* **What the task asks**:
Of the lines in the data below, count the ones holding the string "bail", and answer with that number only.

(Stored data entries)
______________________________
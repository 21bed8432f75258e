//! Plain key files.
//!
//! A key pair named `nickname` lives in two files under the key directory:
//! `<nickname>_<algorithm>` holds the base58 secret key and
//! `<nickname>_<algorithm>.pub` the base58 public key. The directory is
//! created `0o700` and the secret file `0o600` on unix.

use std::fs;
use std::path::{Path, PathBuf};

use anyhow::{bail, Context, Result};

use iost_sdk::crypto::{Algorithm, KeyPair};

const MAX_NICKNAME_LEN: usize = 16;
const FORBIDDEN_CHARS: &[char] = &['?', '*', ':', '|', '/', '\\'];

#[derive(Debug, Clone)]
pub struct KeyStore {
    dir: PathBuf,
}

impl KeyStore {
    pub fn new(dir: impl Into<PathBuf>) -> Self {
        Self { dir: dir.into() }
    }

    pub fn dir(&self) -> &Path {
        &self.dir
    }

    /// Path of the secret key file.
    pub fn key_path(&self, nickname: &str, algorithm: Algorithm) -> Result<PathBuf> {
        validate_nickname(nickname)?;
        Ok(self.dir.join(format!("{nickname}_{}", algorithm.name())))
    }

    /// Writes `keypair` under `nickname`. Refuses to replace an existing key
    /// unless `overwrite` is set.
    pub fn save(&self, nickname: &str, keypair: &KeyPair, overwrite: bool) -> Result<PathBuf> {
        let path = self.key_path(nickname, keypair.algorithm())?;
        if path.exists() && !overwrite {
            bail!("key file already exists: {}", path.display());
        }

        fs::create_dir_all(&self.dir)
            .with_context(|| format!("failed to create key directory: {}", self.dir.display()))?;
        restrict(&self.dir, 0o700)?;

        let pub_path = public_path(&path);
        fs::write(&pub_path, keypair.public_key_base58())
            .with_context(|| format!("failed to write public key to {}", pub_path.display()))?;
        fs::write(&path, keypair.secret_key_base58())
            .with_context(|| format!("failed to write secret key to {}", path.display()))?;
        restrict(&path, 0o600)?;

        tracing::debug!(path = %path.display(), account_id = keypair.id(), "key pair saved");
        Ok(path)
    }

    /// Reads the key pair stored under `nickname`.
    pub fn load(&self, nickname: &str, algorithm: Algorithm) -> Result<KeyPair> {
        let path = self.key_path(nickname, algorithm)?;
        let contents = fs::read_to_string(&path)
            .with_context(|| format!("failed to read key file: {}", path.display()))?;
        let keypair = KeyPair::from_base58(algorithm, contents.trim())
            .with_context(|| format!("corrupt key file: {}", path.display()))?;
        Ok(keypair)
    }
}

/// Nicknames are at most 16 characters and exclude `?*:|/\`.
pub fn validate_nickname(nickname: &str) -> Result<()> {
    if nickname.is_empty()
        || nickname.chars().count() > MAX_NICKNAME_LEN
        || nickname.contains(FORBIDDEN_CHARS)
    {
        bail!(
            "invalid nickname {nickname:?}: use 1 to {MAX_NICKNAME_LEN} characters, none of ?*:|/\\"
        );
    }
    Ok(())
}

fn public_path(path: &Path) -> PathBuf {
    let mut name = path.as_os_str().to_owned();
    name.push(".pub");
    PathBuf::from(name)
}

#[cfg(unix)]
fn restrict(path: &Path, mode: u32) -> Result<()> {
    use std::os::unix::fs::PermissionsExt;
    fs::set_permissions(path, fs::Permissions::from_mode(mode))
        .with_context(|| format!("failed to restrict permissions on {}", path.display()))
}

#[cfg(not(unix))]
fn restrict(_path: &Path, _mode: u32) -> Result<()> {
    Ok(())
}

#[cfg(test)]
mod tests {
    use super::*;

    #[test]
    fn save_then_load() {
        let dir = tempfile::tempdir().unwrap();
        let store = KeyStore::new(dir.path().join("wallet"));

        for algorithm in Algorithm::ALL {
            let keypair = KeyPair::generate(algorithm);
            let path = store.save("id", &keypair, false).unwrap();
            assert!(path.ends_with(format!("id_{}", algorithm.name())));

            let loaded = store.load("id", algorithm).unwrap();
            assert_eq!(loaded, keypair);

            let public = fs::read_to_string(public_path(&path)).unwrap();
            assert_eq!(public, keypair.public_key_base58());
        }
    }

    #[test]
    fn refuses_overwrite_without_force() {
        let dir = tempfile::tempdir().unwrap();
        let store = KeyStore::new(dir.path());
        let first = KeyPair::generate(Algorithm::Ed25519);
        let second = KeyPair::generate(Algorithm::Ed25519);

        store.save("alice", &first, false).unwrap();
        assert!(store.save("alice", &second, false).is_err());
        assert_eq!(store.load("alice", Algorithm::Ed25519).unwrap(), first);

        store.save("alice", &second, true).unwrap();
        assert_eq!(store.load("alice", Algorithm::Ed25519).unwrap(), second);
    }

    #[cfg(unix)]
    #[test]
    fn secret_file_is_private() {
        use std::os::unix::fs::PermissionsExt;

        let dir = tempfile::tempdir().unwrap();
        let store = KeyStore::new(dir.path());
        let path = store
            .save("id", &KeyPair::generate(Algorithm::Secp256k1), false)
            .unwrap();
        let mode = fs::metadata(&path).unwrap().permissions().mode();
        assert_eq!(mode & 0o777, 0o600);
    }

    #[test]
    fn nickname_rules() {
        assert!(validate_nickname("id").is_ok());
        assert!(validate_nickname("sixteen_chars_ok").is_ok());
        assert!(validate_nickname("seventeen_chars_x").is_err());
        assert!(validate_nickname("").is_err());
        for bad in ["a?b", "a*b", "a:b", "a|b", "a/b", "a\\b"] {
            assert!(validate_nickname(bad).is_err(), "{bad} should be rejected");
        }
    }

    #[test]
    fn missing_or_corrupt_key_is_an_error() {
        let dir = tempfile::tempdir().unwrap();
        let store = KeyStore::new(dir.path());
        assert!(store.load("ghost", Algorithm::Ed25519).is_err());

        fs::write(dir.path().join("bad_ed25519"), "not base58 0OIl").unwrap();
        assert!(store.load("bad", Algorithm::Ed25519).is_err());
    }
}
______________________________
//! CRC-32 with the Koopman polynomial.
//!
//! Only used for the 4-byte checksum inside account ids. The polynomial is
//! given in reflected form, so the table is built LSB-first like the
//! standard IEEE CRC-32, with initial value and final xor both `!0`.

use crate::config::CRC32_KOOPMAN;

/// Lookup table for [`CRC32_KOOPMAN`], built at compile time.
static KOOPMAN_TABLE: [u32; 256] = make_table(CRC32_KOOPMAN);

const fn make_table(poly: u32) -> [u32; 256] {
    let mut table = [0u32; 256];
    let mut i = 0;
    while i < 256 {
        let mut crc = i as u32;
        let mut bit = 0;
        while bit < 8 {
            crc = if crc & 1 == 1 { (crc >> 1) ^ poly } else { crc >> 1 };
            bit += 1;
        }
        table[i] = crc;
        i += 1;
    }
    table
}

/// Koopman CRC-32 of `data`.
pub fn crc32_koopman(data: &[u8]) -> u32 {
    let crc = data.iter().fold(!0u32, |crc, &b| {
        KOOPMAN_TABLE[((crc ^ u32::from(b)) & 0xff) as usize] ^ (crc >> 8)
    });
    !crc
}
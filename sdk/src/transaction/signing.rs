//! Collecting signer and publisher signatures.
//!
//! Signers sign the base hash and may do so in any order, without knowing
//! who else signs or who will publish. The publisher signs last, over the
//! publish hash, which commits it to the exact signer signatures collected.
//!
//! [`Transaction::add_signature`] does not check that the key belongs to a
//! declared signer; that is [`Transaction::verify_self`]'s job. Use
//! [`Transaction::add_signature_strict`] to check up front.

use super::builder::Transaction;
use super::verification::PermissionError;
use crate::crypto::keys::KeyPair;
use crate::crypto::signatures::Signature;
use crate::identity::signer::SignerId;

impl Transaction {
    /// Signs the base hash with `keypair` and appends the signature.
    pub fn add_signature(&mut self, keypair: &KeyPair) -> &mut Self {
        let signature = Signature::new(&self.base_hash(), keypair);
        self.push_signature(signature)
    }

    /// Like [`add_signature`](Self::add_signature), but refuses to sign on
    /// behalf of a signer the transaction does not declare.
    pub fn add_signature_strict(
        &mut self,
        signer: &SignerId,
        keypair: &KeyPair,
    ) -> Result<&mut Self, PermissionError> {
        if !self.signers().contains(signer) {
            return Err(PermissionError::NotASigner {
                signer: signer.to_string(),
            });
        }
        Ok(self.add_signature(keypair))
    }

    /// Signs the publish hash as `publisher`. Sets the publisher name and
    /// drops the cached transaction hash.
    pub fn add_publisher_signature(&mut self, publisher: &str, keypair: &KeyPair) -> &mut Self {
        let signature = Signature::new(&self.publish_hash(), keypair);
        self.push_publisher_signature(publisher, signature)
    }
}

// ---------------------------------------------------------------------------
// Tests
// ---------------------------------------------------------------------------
______________________________
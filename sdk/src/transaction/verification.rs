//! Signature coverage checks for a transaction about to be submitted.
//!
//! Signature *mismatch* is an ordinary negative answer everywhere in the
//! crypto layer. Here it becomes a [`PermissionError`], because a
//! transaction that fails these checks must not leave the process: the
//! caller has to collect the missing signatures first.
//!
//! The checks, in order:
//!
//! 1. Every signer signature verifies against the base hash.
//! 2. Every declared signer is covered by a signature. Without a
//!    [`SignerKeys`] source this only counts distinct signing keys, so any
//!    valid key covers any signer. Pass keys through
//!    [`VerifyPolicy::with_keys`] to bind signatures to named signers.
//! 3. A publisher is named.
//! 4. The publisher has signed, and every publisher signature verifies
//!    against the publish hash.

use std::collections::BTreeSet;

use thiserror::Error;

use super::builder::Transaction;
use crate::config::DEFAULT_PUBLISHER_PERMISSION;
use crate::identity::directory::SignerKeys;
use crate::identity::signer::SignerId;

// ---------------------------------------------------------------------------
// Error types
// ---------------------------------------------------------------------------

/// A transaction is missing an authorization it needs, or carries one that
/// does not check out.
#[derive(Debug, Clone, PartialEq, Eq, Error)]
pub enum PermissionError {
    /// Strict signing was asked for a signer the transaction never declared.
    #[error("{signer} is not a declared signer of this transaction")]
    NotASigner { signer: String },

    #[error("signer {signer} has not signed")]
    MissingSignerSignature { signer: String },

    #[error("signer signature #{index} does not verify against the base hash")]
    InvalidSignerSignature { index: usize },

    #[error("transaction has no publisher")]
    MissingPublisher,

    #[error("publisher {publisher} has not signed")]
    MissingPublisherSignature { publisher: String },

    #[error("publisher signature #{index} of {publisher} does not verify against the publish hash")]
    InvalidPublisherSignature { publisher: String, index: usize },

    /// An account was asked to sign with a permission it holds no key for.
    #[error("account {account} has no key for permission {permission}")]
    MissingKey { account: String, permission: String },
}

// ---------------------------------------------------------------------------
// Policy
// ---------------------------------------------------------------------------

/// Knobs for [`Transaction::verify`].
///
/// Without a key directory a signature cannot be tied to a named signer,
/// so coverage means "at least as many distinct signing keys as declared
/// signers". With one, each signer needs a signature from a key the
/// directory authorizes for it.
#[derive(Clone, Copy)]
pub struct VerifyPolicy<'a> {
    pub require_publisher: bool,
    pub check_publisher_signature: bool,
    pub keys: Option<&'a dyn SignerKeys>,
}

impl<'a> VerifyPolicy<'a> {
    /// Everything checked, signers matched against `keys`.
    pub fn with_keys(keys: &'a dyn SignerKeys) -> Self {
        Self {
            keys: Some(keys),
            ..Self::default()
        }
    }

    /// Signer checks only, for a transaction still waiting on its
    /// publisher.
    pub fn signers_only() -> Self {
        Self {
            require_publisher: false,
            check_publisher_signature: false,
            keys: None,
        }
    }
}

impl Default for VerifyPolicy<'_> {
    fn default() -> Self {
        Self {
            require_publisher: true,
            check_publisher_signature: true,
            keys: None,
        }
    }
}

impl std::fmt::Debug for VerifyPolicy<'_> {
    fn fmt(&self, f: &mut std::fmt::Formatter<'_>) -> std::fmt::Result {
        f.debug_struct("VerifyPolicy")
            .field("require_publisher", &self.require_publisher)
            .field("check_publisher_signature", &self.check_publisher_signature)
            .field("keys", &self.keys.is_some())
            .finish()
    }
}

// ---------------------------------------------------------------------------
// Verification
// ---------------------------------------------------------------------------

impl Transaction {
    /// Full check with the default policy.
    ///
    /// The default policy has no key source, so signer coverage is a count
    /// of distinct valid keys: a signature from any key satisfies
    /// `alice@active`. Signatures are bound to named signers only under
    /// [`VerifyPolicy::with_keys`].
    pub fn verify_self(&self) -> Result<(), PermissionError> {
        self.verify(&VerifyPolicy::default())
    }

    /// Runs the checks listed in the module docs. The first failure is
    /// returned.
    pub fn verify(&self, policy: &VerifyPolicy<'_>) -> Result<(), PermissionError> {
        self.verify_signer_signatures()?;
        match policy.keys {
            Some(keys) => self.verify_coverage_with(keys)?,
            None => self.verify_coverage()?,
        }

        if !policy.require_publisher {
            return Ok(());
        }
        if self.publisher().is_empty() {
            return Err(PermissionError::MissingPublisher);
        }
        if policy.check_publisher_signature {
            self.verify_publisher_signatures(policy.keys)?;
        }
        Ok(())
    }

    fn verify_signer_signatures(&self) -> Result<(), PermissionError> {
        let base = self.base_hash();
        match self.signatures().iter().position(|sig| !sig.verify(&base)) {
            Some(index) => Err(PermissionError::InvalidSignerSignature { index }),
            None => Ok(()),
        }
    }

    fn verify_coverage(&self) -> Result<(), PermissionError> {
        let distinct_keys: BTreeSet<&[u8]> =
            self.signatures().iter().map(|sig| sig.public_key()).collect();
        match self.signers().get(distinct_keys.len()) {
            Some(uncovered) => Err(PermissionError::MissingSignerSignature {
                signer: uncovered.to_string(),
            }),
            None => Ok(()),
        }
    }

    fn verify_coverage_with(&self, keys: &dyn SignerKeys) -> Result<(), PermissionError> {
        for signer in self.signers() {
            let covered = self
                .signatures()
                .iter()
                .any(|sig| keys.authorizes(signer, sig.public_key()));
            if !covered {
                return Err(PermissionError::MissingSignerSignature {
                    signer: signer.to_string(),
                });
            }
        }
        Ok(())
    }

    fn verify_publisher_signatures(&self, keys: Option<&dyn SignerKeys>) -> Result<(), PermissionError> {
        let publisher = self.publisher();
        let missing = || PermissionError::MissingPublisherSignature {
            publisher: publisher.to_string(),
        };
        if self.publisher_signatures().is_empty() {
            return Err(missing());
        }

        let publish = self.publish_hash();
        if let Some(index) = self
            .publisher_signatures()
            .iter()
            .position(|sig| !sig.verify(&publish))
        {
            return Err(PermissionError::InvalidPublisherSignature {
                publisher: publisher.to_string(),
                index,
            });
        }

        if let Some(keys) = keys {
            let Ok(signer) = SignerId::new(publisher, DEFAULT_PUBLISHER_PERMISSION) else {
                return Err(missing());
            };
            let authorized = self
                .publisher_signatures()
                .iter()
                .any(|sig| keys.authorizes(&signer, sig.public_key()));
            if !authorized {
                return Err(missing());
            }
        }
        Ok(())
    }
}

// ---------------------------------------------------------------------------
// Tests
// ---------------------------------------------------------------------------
______________________________
* **Response**:
3